What task force members raised: Participants from state agencies, advocacy groups, local governments, industry and disability organizations identified topics they want the study to address:

- Data and causation: Megan McKernan of AAA urged analysis that distinguishes whether heavier vehicles are overrepresented in pedestrian crashes versus lighter vehicles and to account for safety technologies in newer vehicles such as automatic emergency braking.

- Equity and impacted communities: Multiple members, including Mark Plokovich of Streets for All and David Azevedo of AARP California, asked the study to examine disparities by race, income, age and geography. The legislation itself calls for equity analysis across population groups and regions, the CTC staff said.

- Vulnerable populations and accessibility: Jesse Sherritt of the National Federation of the Blind said policies should consider how blind and low-vision pedestrians rely on auditory cues. "It is important that electric vehicles make an audible amount of sound that can be distinguished by blind individuals," Sherritt said, and he urged the task force to consult the blind community on specific thresholds and public-transit audio systems.

- Road degradation and local fiscal impact: Several local government representatives, including Mark Neuberger (California State Association of Counties) and Eric Lopez (City of Long Beach, representing CACTI), emphasized that heavier vehicles can accelerate pavement wear and that local agencies face high costs to modernize and maintain infrastructure. Neuberger warned that even a modest statewide increase in average vehicle weight could translate into substantially larger maintenance bills for cities and counties.

- Safe system context and enforcement: Shannon Hake of the California City Transportation Initiative and Rachel Carpenter, acting deputy secretary for safety and enforcement at CalSTA, urged the task force to situate vehicle weight within a broader "safe system" approach that also addresses speed, infrastructure design, post-crash care and vehicle technology. Carpenter noted the physics: "force equals mass times acceleration," and said increasing vehicle mass will require complementary changes if the state is to meet its safety goals.

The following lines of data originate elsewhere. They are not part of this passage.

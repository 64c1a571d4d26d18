//! Repository settings and repository key validation.
//!
//! Settings are plain serde structs so they can be embedded in a larger
//! application config or loaded on their own from TOML:
//!
//! ```toml
//! repository_path = "/var/lib/app/data"
//! on_corrupt = "fail"
//! pretty = true
//! ```

use std::path::{Path, PathBuf};

use serde::{Deserialize, Serialize};

use crate::error::{StoreError, StoreResult};

/// Characters that are forbidden anywhere in a repository key.
const FORBIDDEN_KEY_CHARS: &[char] = &['/', '\\', ':', '*', '?', '"', '<', '>', '|', '\0'];

/// What a read or flush does when the backing file is not a JSON array.
#[derive(Clone, Copy, Debug, Default, PartialEq, Eq, Serialize, Deserialize)]
#[serde(rename_all = "snake_case")]
pub enum CorruptPolicy {
    /// Log a warning and treat the collection as empty. A following flush
    /// overwrites the corrupt file.
    #[default]
    TreatAsEmpty,
    /// Fail with [`StoreError::Corrupt`] and leave the file untouched.
    Fail,
}

/// Settings consumed by [`EntityStore`](crate::EntityStore).
#[derive(Clone, Debug, Default, PartialEq, Eq, Serialize, Deserialize)]
#[serde(default)]
pub struct RepositorySettings {
    /// Root directory holding one `<key>.json` file per entity type.
    /// Required; stores refuse to open without it.
    pub repository_path: Option<PathBuf>,
    /// Handling of malformed backing files.
    pub on_corrupt: CorruptPolicy,
    /// Write indented JSON instead of the compact form.
    pub pretty: bool,
}

impl RepositorySettings {
    /// Settings rooted at `repository_path` with default policies.
    pub fn new(repository_path: impl Into<PathBuf>) -> Self {
        Self {
            repository_path: Some(repository_path.into()),
            ..Default::default()
        }
    }

    /// Replace the corrupt-file policy.
    pub fn with_corrupt_policy(mut self, policy: CorruptPolicy) -> Self {
        self.on_corrupt = policy;
        self
    }

    /// Enable or disable indented output.
    pub fn with_pretty(mut self, pretty: bool) -> Self {
        self.pretty = pretty;
        self
    }

    /// Parse settings from TOML text.
    pub fn from_toml_str(text: &str) -> StoreResult<Self> {
        toml::from_str(text).map_err(|e| StoreError::SettingsParse(e.to_string()))
    }

    /// Load settings from a TOML file.
    pub fn load(path: &Path) -> StoreResult<Self> {
        let text = std::fs::read_to_string(path).map_err(|e| StoreError::io(path, e))?;
        Self::from_toml_str(&text)
    }

    /// The configured root directory, or a configuration error if unset.
    pub fn require_repository_path(&self) -> StoreResult<&Path> {
        match self.repository_path.as_deref() {
            Some(path) if !path.as_os_str().is_empty() => Ok(path),
            _ => Err(StoreError::Config(
                "repository_path is required but was not set".into(),
            )),
        }
    }
}

/// Validate a repository key, returning `Ok(())` if it is usable as a file
/// stem inside the repository directory.
///
/// # Examples
///
/// ```
/// use jsonrepo_store::settings::validate_key;
///
/// assert!(validate_key("users").is_ok());
/// assert!(validate_key("").is_err());
/// assert!(validate_key("../escape").is_err());
/// ```
pub fn validate_key(key: &str) -> StoreResult<()> {
    let invalid = |reason: String| StoreError::Config(format!("invalid repository key {key:?}: {reason}"));

    if key.trim().is_empty() {
        return Err(invalid("key must not be empty".into()));
    }
    if let Some(ch) = key.chars().find(|c| FORBIDDEN_KEY_CHARS.contains(c)) {
        return Err(invalid(format!("contains forbidden character {ch:?}")));
    }
    if key.contains("..") {
        return Err(invalid("must not contain '..'".into()));
    }
    if key.starts_with('.') {
        return Err(invalid("must not start with '.'".into()));
    }
    Ok(())
}
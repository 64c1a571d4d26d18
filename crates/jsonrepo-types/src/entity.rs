//! The [`Entity`] identity contract.

use serde::de::DeserializeOwned;
use serde::Serialize;

use crate::id::EntityId;

/// A uniquely identified record that a repository can persist.
///
/// Implementations must return the same [`EntityId`] for the lifetime of
/// the value; stores match staged updates and removals against persisted
/// records by this ID alone. Every other field is opaque to the store and
/// only has to round-trip through serde.
pub trait Entity: Serialize + DeserializeOwned + Clone + Send + Sync + 'static {
    /// Default repository key for this entity type. The backing file is
    /// named `<COLLECTION>.json`.
    const COLLECTION: &'static str;

    /// The stable identifier of this entity.
    fn id(&self) -> EntityId;

    /// Identity equality: `true` when both values carry the same ID,
    /// regardless of their other fields.
    fn same_identity(&self, other: &Self) -> bool {
        self.id() == other.id()
    }
}

#[cfg(test)]
mod tests {
    use super::*;
    use serde::Deserialize;

    #[derive(Clone, Debug, Serialize, Deserialize)]
    struct Note {
        id: EntityId,
        body: String,
    }

    impl Entity for Note {
        const COLLECTION: &'static str = "notes";

        fn id(&self) -> EntityId {
            self.id
        }
    }

    #[test]
    fn identity_ignores_other_fields() {
        let id = EntityId::new();
        let a = Note { id, body: "first".into() };
        let b = Note { id, body: "second".into() };
        let c = Note { id: EntityId::new(), body: "first".into() };
        assert!(a.same_identity(&b));
        assert!(!a.same_identity(&c));
    }
}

- Industry perspective and vehicle technology: Paul Stallion of the Alliance for Automotive Innovation described ongoing vehicle safety improvements (e.g., pedestrian automatic emergency braking) and cautioned that fleet turnover takes time; policy should account for both current and projected vehicle technologies.

Scope and next steps: CTC staff said the UC Berkeley academic study will analyze fatality and serious-injury trends, California fleet trends and the policy landscape, the relationship between vehicle weight and road degradation, consumer behavior tied to a weight-based fee, and equity considerations. Staff will present meeting summaries and prepare a findings report for adoption by the task force at its final meeting, currently scheduled for Oct. 29, 2025. Following that adoption, staff will draft the commission's report to the Legislature, hold public review in early 2026 and seek CTC approval in spring 2026.

No votes or formal actions were taken at the kickoff. The task force will reconvene monthly on topic-focused agendas, and staff said it will engage members individually where needed to ensure broad participation.

Ending: The commission will post meeting materials and slide decks on its website and provide translation and accessibility services on request. Task force members and the public are invited to provide input as UC Berkeley's research and the task force's discussions proceed toward the October 2025 findings meeting.